Jens Axboe <axboe@xxxxxxxxx> · Mon, 26 Apr 2021 10:48:04 -0600

On 4/26/21 10:15 AM, Christoph Hellwig wrote:
> On Mon, Apr 26, 2021 at 09:12:09AM -0600, Jens Axboe wrote:
>> Here's the series. It's not super clean (yet), but basically allows
>> users like io_uring to setup a bio cache, and pass that in through
>> iocb->ki_bi_cache. With that, we can recycle them instead of going
>> through free+alloc continually.

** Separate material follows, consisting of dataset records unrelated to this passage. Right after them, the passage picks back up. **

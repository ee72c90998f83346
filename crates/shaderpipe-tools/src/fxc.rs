//! Microsoft FXC: HLSL to DXBC bytecode.

use std::ffi::OsString;
use std::path::Path;
use std::sync::Arc;

use async_trait::async_trait;
use shaderpipe_core::language::{DXBC, HLSL};
use shaderpipe_core::{
    BoundArguments, ParameterSpec, ShaderCode, ShaderTool, StepOutput, StepResult, ToolDescriptor,
    ToolError,
};

use crate::common::{
    DISABLE_OPTIMIZATIONS, ENTRY_POINT, OPTIMIZATION_LEVEL, TARGET_PROFILE, disable_optimizations,
    entry_point, optimization_level,
};
use crate::toolchain::Toolchain;
use crate::workspace::Workspace;

pub const NAME: &str = "fxc";
pub const EXECUTABLE: &str = "fxc";

const OBJECT_FILE: &str = "shader.dxbc";
const LISTING_FILE: &str = "shader.asm";

const PROFILES: [&str; 16] = [
    "vs_4_0", "ps_4_0", "gs_4_0", "cs_4_0", "vs_5_0", "ps_5_0", "gs_5_0", "hs_5_0", "ds_5_0",
    "cs_5_0", "vs_5_1", "ps_5_1", "gs_5_1", "hs_5_1", "ds_5_1", "cs_5_1",
];

pub fn descriptor() -> ToolDescriptor {
    ToolDescriptor::new(NAME, "FXC")
        .with_description("Microsoft's legacy HLSL compiler, producing DXBC bytecode")
        .with_input_languages([HLSL])
        .with_output_languages([DXBC])
        .with_parameter(entry_point("main"))
        .with_parameter(
            ParameterSpec::choice(TARGET_PROFILE, PROFILES, "ps_5_0")
                .with_description("Shader model and stage"),
        )
        .with_parameter(disable_optimizations())
        .with_parameter(optimization_level(1))
}

/// Command line for compiling `input` into `object` plus a `listing`.
pub fn build_args(
    args: &BoundArguments,
    input: &Path,
    object: &Path,
    listing: &Path,
) -> Result<Vec<OsString>, ToolError> {
    let optimization = if args.boolean(DISABLE_OPTIMIZATIONS)? {
        "/Od".to_string()
    } else {
        format!("/O{}", args.integer(OPTIMIZATION_LEVEL)?)
    };

    Ok(vec![
        "/nologo".into(),
        "/T".into(),
        args.string(TARGET_PROFILE)?.into(),
        "/E".into(),
        args.string(ENTRY_POINT)?.into(),
        optimization.into(),
        "/Fo".into(),
        object.into(),
        "/Fc".into(),
        listing.into(),
        input.into(),
    ])
}

/// FXC adapter.
#[derive(Debug)]
pub struct Fxc {
    descriptor: ToolDescriptor,
    toolchain: Arc<Toolchain>,
}

impl Fxc {
    pub fn new(toolchain: Arc<Toolchain>) -> Self {
        Self {
            descriptor: descriptor().with_parameter(toolchain.version_parameter(NAME)),
            toolchain,
        }
    }
}

#[async_trait]
impl ShaderTool for Fxc {
    fn descriptor(&self) -> &ToolDescriptor {
        &self.descriptor
    }

    async fn compile(
        &self,
        input: &ShaderCode,
        args: &BoundArguments,
    ) -> Result<StepResult, ToolError> {
        let ws = Workspace::with_input(input).await?;
        let cmd_args = build_args(args, ws.input(), &ws.path(OBJECT_FILE), &ws.path(LISTING_FILE))?;

        self.toolchain
            .runner()
            .run(&self.toolchain.program(NAME, EXECUTABLE, args)?, cmd_args, ws.root())
            .await?
            .check()?;

        let object = ws.read_bytes(OBJECT_FILE).await?;
        let listing = ws.read_text_if_exists(LISTING_FILE).await?.unwrap_or_default();

        Ok(StepResult::new(
            ShaderCode::binary(DXBC, object.clone()),
            vec![
                StepOutput::binary("Object", Some(DXBC), object),
                StepOutput::text("Disassembly", Some(DXBC), listing),
            ],
        )
        .with_selected_output(1))
    }
}
//! HTML rendering with embedded Handlebars templates

use axum::response::Html;
use handlebars::Handlebars;
use serde::Serialize;

use crate::{api::flash::Flash, error::AppResult};

pub const HOME: &str = "home";
pub const ADD_AUTHOR: &str = "add_author";
pub const ADD_BOOK: &str = "add_book";

const LAYOUT: &str = include_str!("../templates/layout.hbs");

/// Data handed to a page template
#[derive(Serialize)]
pub struct Page<'a, T: Serialize> {
    pub title: &'a str,
    pub flashes: &'a [Flash],
    pub data: T,
}

/// Template registry shared by all handlers
pub struct Views {
    registry: Handlebars<'static>,
}

impl Views {
    pub fn new() -> AppResult<Self> {
        let mut registry = Handlebars::new();
        registry.register_partial("layout", LAYOUT)?;
        registry.register_template_string(HOME, include_str!("../templates/home.hbs"))?;
        registry.register_template_string(ADD_AUTHOR, include_str!("../templates/add_author.hbs"))?;
        registry.register_template_string(ADD_BOOK, include_str!("../templates/add_book.hbs"))?;
        Ok(Self { registry })
    }

    pub fn render<T: Serialize>(&self, name: &str, page: &Page<'_, T>) -> AppResult<Html<String>> {
        Ok(Html(self.registry.render(name, page)?))
    }
}
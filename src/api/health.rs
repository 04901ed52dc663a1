//! Health check endpoints

use axum::{extract::State, Json};
use serde::Serialize;

use crate::{error::AppResult, AppState};

#[derive(Serialize)]
pub struct HealthResponse {
    /// Current status of the service
    pub status: String,
    /// Version of the service
    pub version: String,
}

/// Health check endpoint
pub async fn health_check() -> Json<HealthResponse> {
    Json(HealthResponse {
        status: "healthy".to_string(),
        version: env!("CARGO_PKG_VERSION").to_string(),
    })
}

/// Readiness check endpoint (checks database connectivity)
pub async fn readiness_check(State(state): State<AppState>) -> AppResult<Json<HealthResponse>> {
    state.services.ready().await?;
    Ok(Json(HealthResponse {
        status: "ready".to_string(),
        version: env!("CARGO_PKG_VERSION").to_string(),
    }))
}
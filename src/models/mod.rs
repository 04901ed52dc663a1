//! Data models for the library catalog

pub mod author;
pub mod book;

// Re-export commonly used types
pub use author::{Author, CreateAuthor};
pub use book::{Book, BookWithAuthor, CreateBook, Listing, ListingQuery, SortBy};
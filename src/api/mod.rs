//! HTTP handlers and routing

pub mod authors;
pub mod books;
pub mod flash;
pub mod health;

use axum::{
    extract::FromRef,
    routing::{get, post},
    Router,
};
use axum_extra::extract::cookie::Key;
use tower_http::{compression::CompressionLayer, trace::TraceLayer};

use crate::AppState;

impl FromRef<AppState> for Key {
    fn from_ref(state: &AppState) -> Self {
        state.cookie_key.clone()
    }
}

/// Create the application router with all routes
pub fn create_router(state: AppState) -> Router {
    Router::new()
        .route("/", get(books::home))
        .route(
            "/add_author",
            get(authors::add_author_form).post(authors::add_author),
        )
        .route("/add_book", get(books::add_book_form).post(books::add_book))
        .route("/book/:id/delete", post(books::delete_book))
        .route("/health", get(health::health_check))
        .route("/ready", get(health::readiness_check))
        .with_state(state)
        .layer(CompressionLayer::new())
        .layer(TraceLayer::new_for_http())
}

If you look at profiles for high iops,
>> we're spending more time than desired doing just that.
>>
>> https://git.kernel.dk/cgit/linux-block/log/?h=io_uring-bio-cache
> 
> So where do you spend the cycles?  The do not memset the whole bio
> optimization is pretty obvious and is someting we should do independent
> of the allocator.

memset is just a small optimization on top. If we look at current
profiles, the alloc+free looks something ala:

+    2.71%  io_uring  [kernel.vmlinux]  [k] bio_alloc_bioset
+    2.03%  io_uring  [kernel.vmlinux]  [k] kmem_cache_alloc

and

+    2.82%  io_uring  [kernel.vmlinux]  [k] __slab_free
+    1.73%  io_uring  [kernel.vmlinux]  [k] kmem_cache_free
     0.36%  io_uring  [kernel.vmlinux]  [k] mempool_free_slab
     0.27%  io_uring  [kernel.vmlinux]  [k] mempool_free

Which is a substantial amount of cycles that is needed just to
repeatedly use the same set of bios for doing IO. Using the caching
patchset, all of the above are completely eliminated, and the only thing
we dynamically allocate is a request which is a lot cheaper (ends up
being 1-2% for either kernel).

> The other thing that sucks is the mempool implementation, as it forces
> each allocation and free to do an indirect call.  I think it might be
> worth to try to frontend it with a normal slab cache and only fall back
> to the mempool if that fails.

Also minor I believe, but yes it'll eat cycles too. FWIW, the testing
above is done without RETPOLINE.

-- 
Jens Axboe